Jornada de Formación del Basque Cybersecurity Centre: Los riesgos del wifi

21 noviembre, 2017
Un momento de la jornada.

Una jornada organizada por el BCSC muestra las maneras de “hackear” nuestros dispositivos pese a los nuevos modelos de seguridad

 

“Se debe asegurar la integridad de la comunicación y la autenticidad, que el emisor y el receptor sean los deseados”, ha recalcado el experto Mikel Trujillo.

 

El wifi ha facilitado y ha acabado con la incomodidad de los cables para el uso de Internet. Pero también ha aumentado la inseguridad de nuestras comunicaciones.
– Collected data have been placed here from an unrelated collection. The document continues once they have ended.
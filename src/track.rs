//! Track metadata: caller descriptors, backend-loaded tracks and queue items.
//!
//! `resolver` turns a descriptor into a loaded track through the backend,
//! `builder` merges both into the immutable item stored in a session queue.

mod builder;
mod model;
mod resolver;

pub use builder::build_queue_item;
pub use model::*;
pub use resolver::{Resolution, TrackResolver};
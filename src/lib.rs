//! Per-guild playback sessions over a remote streaming backend.
//!
//! A [`player::PlayerService`] turns chat commands into session commands.
//! Each guild's player is owned by one session actor, so concurrent
//! commands never interleave inside a player operation, and bulk imports
//! go through the paced [`ingest::Ingestor`].

pub mod backend;
pub mod config;
pub mod error;
pub mod ingest;
pub mod player;
pub mod session;
pub mod track;

pub use error::{Operation, PlayerError};
use std::sync::Arc;

use tokio_util::sync::CancellationToken;
use tracing::{debug, warn};

use crate::backend::{SearchMode, StreamingBackend};

use super::model::{LoadedTrack, SourceSystem, TrackDescriptor};

/// Outcome of resolving one descriptor. A miss is a value, not an error:
/// callers count it and move on.
#[derive(Debug, Clone, PartialEq, Eq)]
pub enum Resolution {
    Loaded(LoadedTrack),
    Unresolved { attempts: usize },
}

impl Resolution {
    pub fn into_loaded(self) -> Option<LoadedTrack> {
        match self {
            Self::Loaded(t) => Some(t),
            Self::Unresolved { .. } => None,
        }
    }
}

/// Loads descriptors through the backend with a per-source fallback chain.
#[derive(Clone)]
pub struct TrackResolver {
    backend: Arc<dyn StreamingBackend>,
}

impl TrackResolver {
    pub fn new(backend: Arc<dyn StreamingBackend>) -> Self {
        Self { backend }
    }

    /// Load modes tried in order for `source`.
    ///
    /// YouTube references are often stale video ids, so a keyword search on the
    /// same reference follows the direct load. Other sources hand out canonical
    /// references and get a single direct attempt.
    pub fn strategy(source: &SourceSystem) -> &'static [SearchMode] {
        match source {
            SourceSystem::YouTube => &[SearchMode::Direct, SearchMode::KeywordSearch],
            SourceSystem::Plex | SourceSystem::Other(_) => &[SearchMode::Direct],
        }
    }

    pub async fn resolve(
        &self,
        descriptor: &TrackDescriptor,
        cancel: &CancellationToken,
    ) -> Resolution {
        debug!(
            title = descriptor.label(),
            source = %descriptor.source_system,
            "Loading track"
        );

        let mut attempts = 0;
        for &mode in Self::strategy(&descriptor.source_system) {
            if cancel.is_cancelled() {
                break;
            }
            attempts += 1;

            let loaded = tokio::select! {
                biased;
                _ = cancel.cancelled() => None,
                r = self.backend.load_track(&descriptor.playback_url, mode) => Some(r),
            };
            let Some(result) = loaded else {
                break;
            };

            match result {
                Ok(Some(track)) => return Resolution::Loaded(track),
                Ok(None) => {
                    debug!(title = descriptor.label(), ?mode, "No result for track");
                }
                Err(e) => {
                    warn!(
                        title = descriptor.label(),
                        ?mode,
                        error = %e,
                        "Backend failed to load track"
                    );
                }
            }
        }

        Resolution::Unresolved { attempts }
    }
}
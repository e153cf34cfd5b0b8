//! Queue item construction.
//!
//! Descriptor metadata wins over whatever the backend reported; the backend
//! only fills gaps. Title and artist never end up empty.

use super::model::{
    LoadedTrack, QueueItem, TrackDescriptor, TrackReference, UNKNOWN_ARTIST, UNKNOWN_TITLE,
};

fn non_blank(v: Option<&str>) -> Option<&str> {
    v.map(str::trim).filter(|s| !s.is_empty())
}

fn pick(primary: Option<&str>, fallback: Option<&str>) -> Option<String> {
    non_blank(primary)
        .or_else(|| non_blank(fallback))
        .map(str::to_string)
}

/// Merge `descriptor` and `loaded` into a queue item stamped with `requested_by`.
pub fn build_queue_item(
    descriptor: &TrackDescriptor,
    loaded: &LoadedTrack,
    requested_by: &str,
) -> QueueItem {
    QueueItem {
        title: pick(descriptor.title.as_deref(), loaded.title.as_deref())
            .unwrap_or_else(|| UNKNOWN_TITLE.to_string()),
        artist: pick(descriptor.artist.as_deref(), loaded.author.as_deref())
            .unwrap_or_else(|| UNKNOWN_ARTIST.to_string()),
        album: pick(descriptor.album.as_deref(), None),
        release_date: pick(descriptor.release_date.as_deref(), None),
        artwork: pick(
            descriptor.artwork_url.as_deref(),
            loaded.artwork_uri.as_deref(),
        )
        .unwrap_or_default(),
        url: descriptor.playback_url.clone(),
        artist_url: pick(descriptor.artist_url.as_deref(), None),
        duration: pick(descriptor.duration_display.as_deref(), None),
        studio: pick(descriptor.studio.as_deref(), None),
        requested_by: requested_by.to_string(),
        reference: TrackReference::new(loaded),
    }
}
Las múltiples maneras en que nuestros dispositivos pueden ser atacados a  través del wifi han sido expuestos este martes en una jornada organizada por Basque Cybersecurity Centre, la nueva entidad creada por el Gobierno vasco para la ciberseguridad y que entre sus funciones tiene la formación y sensibilización en esta materia.

 

En la jornada, celebrada en el Parque Tecnológico de Álava, Mikel Trujillo, de JakinCode, se ha referido a que los peligros “son los asociados a la tecnología y del propio wifi. El problema del wifi es que alguien puede escuchar. Eso no tiene solución. Se debe asegurar la integridad de la comunicación y la autenticidad, que el emisor y el receptor sean los deseados”, ha recalcado.

 

Trujillo ha resumido en cuatro los peligros en el uso del wifi: la confidencialidad, la integridad, el no repudio y la autenticación. Ha explicado que uno de los eslabones débiles del wifi es la contraseña de seguridad. “Se puede echar a alguien de la red wifi a través del llamado protocolo 802.11 y se puede hacer fácilmente y hasta que el atacante quiera nadie se va a conectar a la red. El ataque puede ser a toda la red, o solo a un equipo. No se puede parar además porque es un protocolo. Es un ataque frecuente porque es la puerta para nuevos ataques”.

 

El experto ha afirmado que, para hackear una red wifi, “basta con ir a una casa y ver el nombre de la red. Si no está cifrado, con un aparato se puede acceder fácilmente a la red. Pero también se puede hackear incluso sin ver la red. Se echa de la red al cliente y se tiene acceso a esa red oculta”.

 

El método WEP fue uno de los primeros protocolos de seguridad, que se presentaba como similar a la seguridad de una red alámbrica, “con una clave relativamente larga. Y que nunca envía la clave de manera inalámbrica”. A partir de 2000 las redes wifi empezaron a popularizarse y a finales de 2001 ya existían en internet herramientas para vulnerar la seguridad del modelo WEP. “Se vio que el diseño era débil”.

 

Trujillo ha expuesto algunos de los principales ataques a la seguridad del wifi. Como el denominado “chop-chop”, dirigido a las redes sin excesivo tráfico. “No obtiene la clave pero obtiene la información necesaria para poder conseguirla”. O el ataque café late, que se llama así porque se acomete “durante el tiempo en que se puede tomar un café. Es un ataque enfocado al cliente”.

 

El WPA  es el último mecanismo de control de acceso a una red inalámbrica, implantado debido a las múltiples vulnerabilidades del modelo WEP. “Es el más seguro, no hay nada mejor. Pero la difusión de claves representa una vulnerabilidad. Para reducir riesgos se recomienda añadir alguna protección por software”, ha apuntado el experto. Los ataques, para ser exitosos, suelen requerir dinero y tiempo, cerca de un mes.

 

Trujillo se ha referido al nuevo modelo WPS pero se ha demostrado “que no añade más seguridad sino que facilita la configuración de la clave. Si con el WPA el ataque puede necesitar un mes, con el WPS se puede hacer en 13 segundos”.